China’s demand for copper inched higher in July from June, boosted by rising imports for financing and stocking up ahead of the post-summer demand revival. Chinese demand was 409,492 tonnes in July, up 7,579 tonnes from June. These figures were calculated by Reuters with trade data, domestic production statistics and Shanghai Futures Exchange stock pile figures. Demand had risen 10 per cent in May but was flat in June. Over the first seven months, demand grew 5.8 per cent, far slower than the 36 per cent surge in 2007. “In the case of copper, it is to be expected that Chinese importers will bring in more metal in preparation for the peak production season,” said Judy Zhu, commodity analyst with the Standard Chartered Bank.
Copper inventories in Shanghai Futures Exchange warehouses fell 12 per cent to 21,796 tonnes from 24,825 tonnes during the last week of the Olympics. Most commodities rallied on Thursday as the dollar softened with oil surging ahead 5 per cent. On Friday, the dollar recovered from its slide, rising in comparison to the other major currencies. Today, Shanghai copper fell for the first time in four days after a jump in global stockpiles damped investor confidence in a rebound in Asian demand.
Friday Inventories monitored by the London Metal Exchange rose 4.6 per cent to 163,800 tonnes on Aug. 22, the biggest one-day gain since May 9 and the highest total since Feb. 11. Copper dropped 2.5 per cent in London on Friday. On Monday, copper continues to be affected by last week’s rise in stockpiles as a bank holiday today in England has inhibited a refreshed outlook.
Indian copper futures fell on Friday as the dollar strengthened and traders booked profits after the previous session’s rally. Benchmark August copper on the Multi Commodity Exchange of India was down 1.7 per cent at 332.9 rupees per kg. The weak rupee combined with a rise in copper shipments from Japan is extending support to copper prices. The Indian rupee was one of the currencies that weakened compared to the greenback.
Japanese copper wire and cable shipments rose one per cent in July from a year earlier, helped by robust export and auto sector demand. Furukawa Electric Company, a Japanese maker of wire and metal products, climbed the most in almost three weeks in Tokyo trading after the Nikkei newspaper reported that the company would increase monthly copper production capacity to meet demand.

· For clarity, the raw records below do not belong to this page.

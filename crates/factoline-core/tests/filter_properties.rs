//! Property tests for the filter engine, the selection mutators and the
//! cart counters.
#![allow(clippy::unwrap_used)]

use std::sync::Arc;

use proptest::prelude::*;

use factoline_core::{Cart, Catalog, Decimal, Product, Selection, Storefront, filter_products};

// ── Strategies ──────────────────────────────────────────────────────

const ESSENCES: &[&str] = &["oak", "pine", "douglas", "beech"];
const KINDS: &[&str] = &["plank", "beam", "avive", "plot"];
const THICKNESSES: &[&str] = &["27mm", "27x150mm", "127mm", "41mm", "54x225mm"];
const THICKNESS_OPTIONS: &[&str] = &["27", "41", "54"];
const QUALITY_OPTIONS: &[&str] = &["qf1", "qf2", "qf3"];
const CERT_OPTIONS: &[&str] = &["pefc", "fsc"];

fn product_strategy() -> impl Strategy<Value = Product> {
    (
        "[a-z0-9]{1,4}",
        "[a-zA-Zé ]{0,12}",
        prop::sample::select(ESSENCES),
        prop::sample::select(KINDS),
        "(QF[1-3][ab]?)( [a-z]{1,6})?",
        prop::sample::select(THICKNESSES),
        0u32..200,
        0i64..500_000,
    )
        .prop_map(|(id, title, essence, kind, quality, thickness, stock, cents)| Product {
            id,
            title,
            image: "/img/p.jpg".into(),
            essence: essence.into(),
            kind: kind.into(),
            quality,
            drying: "Séché KD".into(),
            thickness: thickness.into(),
            lengths: "2m".into(),
            seller: "Scierie".into(),
            stock,
            price_per_m3: Decimal::new(cents, 2),
            currency: "EUR".into(),
        })
}

fn catalog_strategy() -> impl Strategy<Value = Vec<Arc<Product>>> {
    prop::collection::vec(product_strategy().prop_map(Arc::new), 0..24)
}

fn selection_strategy() -> impl Strategy<Value = Selection> {
    prop::collection::vec(
        prop_oneof![
            prop::sample::select(ESSENCES).prop_map(|o| ("essence", o)),
            prop::sample::select(KINDS).prop_map(|o| ("type", o)),
            prop::sample::select(THICKNESS_OPTIONS).prop_map(|o| ("thickness", o)),
            prop::sample::select(QUALITY_OPTIONS).prop_map(|o| ("quality", o)),
            prop::sample::select(CERT_OPTIONS).prop_map(|o| ("cert", o)),
        ],
        0..6,
    )
    .prop_map(|pairs| {
        let mut selection = Selection::new();
        for (category, option) in pairs {
            selection.set_option(category, option, true);
        }
        selection
    })
}

/// True if `sub` appears in `all` in the same relative order.
fn is_ordered_subset(sub: &[Arc<Product>], all: &[Arc<Product>]) -> bool {
    let mut rest = all.iter();
    sub.iter().all(|p| rest.any(|q| Arc::ptr_eq(p, q)))
}

// ── Properties ──────────────────────────────────────────────────────

proptest! {
    #[test]
    fn empty_query_and_selection_is_identity(catalog in catalog_strategy()) {
        let out = filter_products(&catalog, "", &Selection::new());
        prop_assert_eq!(out.len(), catalog.len());
        prop_assert!(is_ordered_subset(&out, &catalog));
    }

    #[test]
    fn result_is_an_ordered_subset(
        catalog in catalog_strategy(),
        query in "[a-zQF0-9]{0,3}",
        selection in selection_strategy(),
    ) {
        let out = filter_products(&catalog, &query, &selection);
        prop_assert!(is_ordered_subset(&out, &catalog));
    }

    #[test]
    fn every_result_satisfies_every_active_category(
        catalog in catalog_strategy(),
        selection in selection_strategy(),
    ) {
        for p in filter_products(&catalog, "", &selection) {
            for (category, options) in selection.active_categories() {
                let ok = match category {
                    "essence" => options.contains(&p.essence),
                    "type" => options.contains(&p.kind),
                    "thickness" => options.iter().any(|o| p.thickness.starts_with(o.as_str())),
                    "quality" => options.iter().any(|o| p.quality.to_lowercase().contains(o.as_str())),
                    _ => true,
                };
                prop_assert!(ok, "{} failed {}", p.id, category);
            }
        }
    }

    #[test]
    fn clear_all_equals_no_selection(
        catalog in catalog_strategy(),
        query in "[a-z]{0,2}",
        selection in selection_strategy(),
    ) {
        let mut cleared = selection.clone();
        cleared.clear_all();
        let a = filter_products(&catalog, &query, &cleared);
        let b = filter_products(&catalog, &query, &Selection::new());
        prop_assert_eq!(a, b);
    }

    #[test]
    fn search_is_case_insensitive(
        catalog in catalog_strategy(),
        query in "[a-z]{1,3}",
    ) {
        let lower = filter_products(&catalog, &query, &Selection::new());
        let upper = filter_products(&catalog, &query.to_uppercase(), &Selection::new());
        prop_assert_eq!(lower, upper);
    }

    #[test]
    fn cart_is_additive_in_any_order(
        products in prop::collection::vec(product_strategy(), 0..16),
    ) {
        let expected: Decimal = products.iter().map(|p| p.price_per_m3).sum();

        let mut forward = Cart::default();
        for p in &products {
            forward.add_to_cart(p);
        }
        let mut backward = Cart::default();
        for p in products.iter().rev() {
            backward.add_to_cart(p);
        }

        prop_assert_eq!(forward.total(), expected);
        prop_assert_eq!(forward, backward);
        prop_assert_eq!(forward.notifications(), u32::try_from(products.len()).unwrap());
    }
}

// ── Concrete scenarios ──────────────────────────────────────────────

#[test]
fn oak_selection_keeps_only_the_oak_product() {
    let catalog = Catalog::from_json_str(
        r#"{ "products": [
            { "id": "1", "title": "Planche", "image": "", "essence": "oak", "type": "plank",
              "quality": "QF1", "drying": "KD", "thickness": "27mm", "lengths": "2m",
              "seller": "A", "stock": 10, "pricePerM3": 100, "currency": "EUR" },
            { "id": "2", "title": "Planche", "image": "", "essence": "pine", "type": "plank",
              "quality": "QF1", "drying": "KD", "thickness": "38mm", "lengths": "2m",
              "seller": "A", "stock": 10, "pricePerM3": 100, "currency": "EUR" }
        ] }"#,
        "scenario",
    )
    .unwrap();

    let selection: Selection = [("essence", ["oak"])].into_iter().collect();
    let store = Storefront::with_initial(catalog, "", selection);
    let ids: Vec<_> = store.visible().iter().map(|p| p.id.as_str()).collect();
    assert_eq!(ids, ["1"]);
}

#[test]
fn chene_query_matches_builtin_oak_titles() {
    let mut store = Storefront::new(Catalog::builtin());
    store.set_query("CHÊNE");
    let ids: Vec<_> = store.visible().iter().map(|p| p.id.as_str()).collect();
    assert_eq!(ids, ["1", "2", "3", "4", "10"]);
}

#[test]
fn unmatched_query_is_an_empty_listing_not_an_error() {
    let mut store = Storefront::new(Catalog::builtin());
    store.set_query("mélèze");
    let listing = store.listing();
    assert!(listing.is_empty());
    assert!(listing.is_searching());
}
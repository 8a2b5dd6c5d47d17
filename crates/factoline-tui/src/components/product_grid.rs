//! Results pane: page heading, product card grid (or the empty state) and
//! the buying guide.

use std::sync::Arc;

use color_eyre::eyre::Result;
use crossterm::event::{KeyCode, KeyEvent, MouseButton, MouseEvent, MouseEventKind};
use ratatui::Frame;
use ratatui::layout::{Alignment, Constraint, Layout, Position, Rect};
use ratatui::text::{Line, Span};
use ratatui::widgets::{Block, BorderType, Borders, Paragraph, Wrap};

use factoline_core::Listing;

use crate::action::Action;
use crate::component::Component;
use crate::layout::{CARD_HEIGHT, PageLayout, grid_columns};
use crate::theme;
use crate::widgets::heading;
use crate::widgets::product_card::ProductCard;

const HEADING_HEIGHT: u16 = 4;
const GUIDE_HEIGHT: u16 = 7;

/// Which cards are on screen and where.
#[derive(Debug, Clone, Copy)]
struct GridGeometry {
    area: Rect,
    columns: usize,
    first_row: usize,
    visible_rows: usize,
}

impl GridGeometry {
    /// Scrolls so the row holding `selected` is visible.
    fn new(area: Rect, columns: u16, selected: usize) -> Self {
        let columns = usize::from(columns.max(1));
        let visible_rows = usize::from((area.height / CARD_HEIGHT).max(1));
        let selected_row = selected / columns;
        Self {
            area,
            columns,
            first_row: (selected_row + 1).saturating_sub(visible_rows),
            visible_rows,
        }
    }

    fn card_width(&self) -> u16 {
        let columns = u16::try_from(self.columns).unwrap_or(1);
        self.area.width / columns
    }

    /// Screen rect of card `index`, if it is in the visible window.
    fn cell(&self, index: usize) -> Option<Rect> {
        let row = index / self.columns;
        if row < self.first_row || row >= self.first_row + self.visible_rows {
            return None;
        }
        let col = u16::try_from(index % self.columns).ok()?;
        let offset = u16::try_from(row - self.first_row).ok()?;
        let rect = Rect {
            x: self.area.x + col * self.card_width(),
            y: self.area.y + offset * CARD_HEIGHT,
            width: self.card_width(),
            height: CARD_HEIGHT,
        };
        Some(rect.intersection(self.area))
    }

    /// Card index under a terminal cell.
    fn index_at(&self, pos: Position, len: usize) -> Option<usize> {
        if !self.area.contains(pos) || self.card_width() == 0 {
            return None;
        }
        let col = usize::from((pos.x - self.area.x) / self.card_width());
        let row = self.first_row + usize::from((pos.y - self.area.y) / CARD_HEIGHT);
        let index = row * self.columns + col;
        (col < self.columns && index < len).then_some(index)
    }
}

pub struct ProductGrid {
    focused: bool,
    listing: Arc<Listing>,
    selected: usize,
    max_columns: u16,
    columns: u16,
}

impl ProductGrid {
    pub fn new(max_columns: u16) -> Self {
        Self {
            focused: false,
            listing: Arc::new(Listing::default()),
            selected: 0,
            max_columns,
            columns: 1,
        }
    }

    fn len(&self) -> usize {
        self.listing.products.len()
    }

    /// Heading, grid and (when not searching) guide regions of the pane.
    fn regions(&self, area: Rect) -> [Rect; 3] {
        let inner = Self::block(self.focused).inner(area);
        let guide = if self.listing.is_searching() {
            0
        } else {
            GUIDE_HEIGHT
        };
        Layout::vertical([
            Constraint::Length(HEADING_HEIGHT),
            Constraint::Min(1),
            Constraint::Length(guide),
        ])
        .areas(inner)
    }

    fn block(focused: bool) -> Block<'static> {
        Block::default()
            .borders(Borders::ALL)
            .border_type(BorderType::Rounded)
            .border_style(if focused {
                theme::border_focused()
            } else {
                theme::border_default()
            })
    }

    fn move_horizontal(&mut self, right: bool) {
        let columns = usize::from(self.columns.max(1));
        let col = self.selected % columns;
        if right {
            if col + 1 < columns && self.selected + 1 < self.len() {
                self.selected += 1;
            }
        } else if col > 0 {
            self.selected -= 1;
        }
    }

    /// Moves one row; stepping down into a shorter last row lands on its
    /// final card.
    fn move_vertical(&mut self, down: bool) {
        let len = self.len();
        if len == 0 {
            return;
        }
        let columns = usize::from(self.columns.max(1));
        if down {
            if self.selected / columns < (len - 1) / columns {
                self.selected = (self.selected + columns).min(len - 1);
            }
        } else if self.selected >= columns {
            self.selected -= columns;
        }
    }

    fn activate(&self) -> Option<Action> {
        match self.listing.products.get(self.selected) {
            Some(product) => Some(Action::AddToCart(product.id.clone())),
            None if self.listing.is_searching() => Some(Action::ClearSearch),
            None => None,
        }
    }

    fn render_heading(&self, frame: &mut Frame, area: Rect) {
        let query = self.listing.query.as_str();
        let lines = vec![
            heading::breadcrumb(query),
            Line::default(),
            Line::from(Span::styled(heading::title(query), theme::value())),
            Line::from(Span::styled(heading::summary(self.len()), theme::muted())),
        ];
        frame.render_widget(Paragraph::new(lines), area);
    }

    fn render_grid(&self, frame: &mut Frame, area: Rect) {
        let geometry = GridGeometry::new(area, self.columns, self.selected);
        for (index, product) in self.listing.products.iter().enumerate() {
            if let Some(cell) = geometry.cell(index) {
                let card = ProductCard::new(product).selected(self.focused && index == self.selected);
                frame.render_widget(card, cell);
            }
        }
    }

    fn render_empty(&self, frame: &mut Frame, area: Rect) {
        let lines = vec![
            Line::default(),
            Line::from(Span::styled("⌕", theme::muted())),
            Line::default(),
            Line::from(Span::styled(heading::EMPTY_TITLE, theme::value())),
            Line::from(Span::styled(
                heading::empty_message(&self.listing.query),
                theme::muted(),
            )),
            Line::default(),
            Line::from(vec![
                Span::styled("Entrée ", theme::key_hint_key()),
                Span::styled(heading::SHOW_ALL, theme::link()),
            ]),
        ];
        let block = Block::default()
            .borders(Borders::ALL)
            .border_type(BorderType::Plain)
            .border_style(theme::key_hint());
        frame.render_widget(
            Paragraph::new(lines)
                .alignment(Alignment::Center)
                .wrap(Wrap { trim: true })
                .block(block),
            area,
        );
    }

    fn render_guide(frame: &mut Frame, area: Rect) {
        if area.height == 0 {
            return;
        }
        let block = Block::default()
            .title(format!(" {} ", heading::GUIDE_TITLE))
            .title_style(theme::value())
            .borders(Borders::ALL)
            .border_type(BorderType::Rounded)
            .border_style(theme::border_default());
        frame.render_widget(
            Paragraph::new(heading::GUIDE_TEXT)
                .style(theme::text())
                .wrap(Wrap { trim: true })
                .block(block),
            area,
        );
    }
}

impl Component for ProductGrid {
    fn handle_key_event(&mut self, key: KeyEvent) -> Result<Option<Action>> {
        let action = match key.code {
            KeyCode::Char('h') | KeyCode::Left => {
                self.move_horizontal(false);
                None
            }
            KeyCode::Char('l') | KeyCode::Right => {
                self.move_horizontal(true);
                None
            }
            KeyCode::Char('j') | KeyCode::Down => {
                self.move_vertical(true);
                None
            }
            KeyCode::Char('k') | KeyCode::Up => {
                self.move_vertical(false);
                None
            }
            KeyCode::Char('g') | KeyCode::Home => {
                self.selected = 0;
                None
            }
            KeyCode::Char('G') | KeyCode::End => {
                self.selected = self.len().saturating_sub(1);
                None
            }
            KeyCode::Enter | KeyCode::Char('a') => self.activate(),
            _ => None,
        };
        Ok(action)
    }

    fn handle_mouse_event(&mut self, mouse: MouseEvent, area: Rect) -> Result<Option<Action>> {
        if mouse.kind != MouseEventKind::Down(MouseButton::Left) {
            return Ok(None);
        }
        let pos = Position::new(mouse.column, mouse.row);
        let [_, grid, _] = self.regions(area);
        if self.listing.is_empty() {
            return Ok(if grid.contains(pos) { self.activate() } else { None });
        }

        let geometry = GridGeometry::new(grid, self.columns, self.selected);
        let Some(index) = geometry.index_at(pos, self.len()) else {
            return Ok(None);
        };
        self.selected = index;
        // The last content row of a card holds the "Ajouter" button.
        let on_button = geometry
            .cell(index)
            .is_some_and(|cell| pos.y + 2 == cell.y + CARD_HEIGHT);
        Ok(if on_button { self.activate() } else { None })
    }

    fn update(&mut self, action: &Action) -> Result<Option<Action>> {
        match action {
            Action::ListingUpdated(listing) => {
                if !Arc::ptr_eq(&self.listing.products, &listing.products) {
                    self.selected = 0;
                }
                self.listing = Arc::clone(listing);
            }
            Action::Resize(w, h) => {
                let results = PageLayout::from_size(*w, *h).results;
                let inner = Self::block(false).inner(results);
                self.columns = grid_columns(inner.width, self.max_columns);
            }
            _ => {}
        }
        Ok(None)
    }

    fn render(&self, frame: &mut Frame, area: Rect) {
        frame.render_widget(Self::block(self.focused), area);
        let [head, grid, guide] = self.regions(area);

        self.render_heading(frame, head);
        if self.listing.is_empty() {
            self.render_empty(frame, grid);
        } else {
            self.render_grid(frame, grid);
        }
        if !self.listing.is_searching() {
            Self::render_guide(frame, guide);
        }
    }

    fn focused(&self) -> bool {
        self.focused
    }

    fn set_focused(&mut self, focused: bool) {
        self.focused = focused;
    }

    fn id(&self) -> &'static str {
        "products"
    }
}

Furukawa rose 5.1 per cent to close at 533 yen on the Tokyo Stock Exchange, the biggest gain since August 6. The company, which has a 55 per cent share of the global copper foil market, said it will raise capacity by 30 per cent to 9 million square meters by next summer. The increase is necessary to help Tokyo-based Furukawa meet higher demand for lithium-ion batteries used in hybrid vehicles.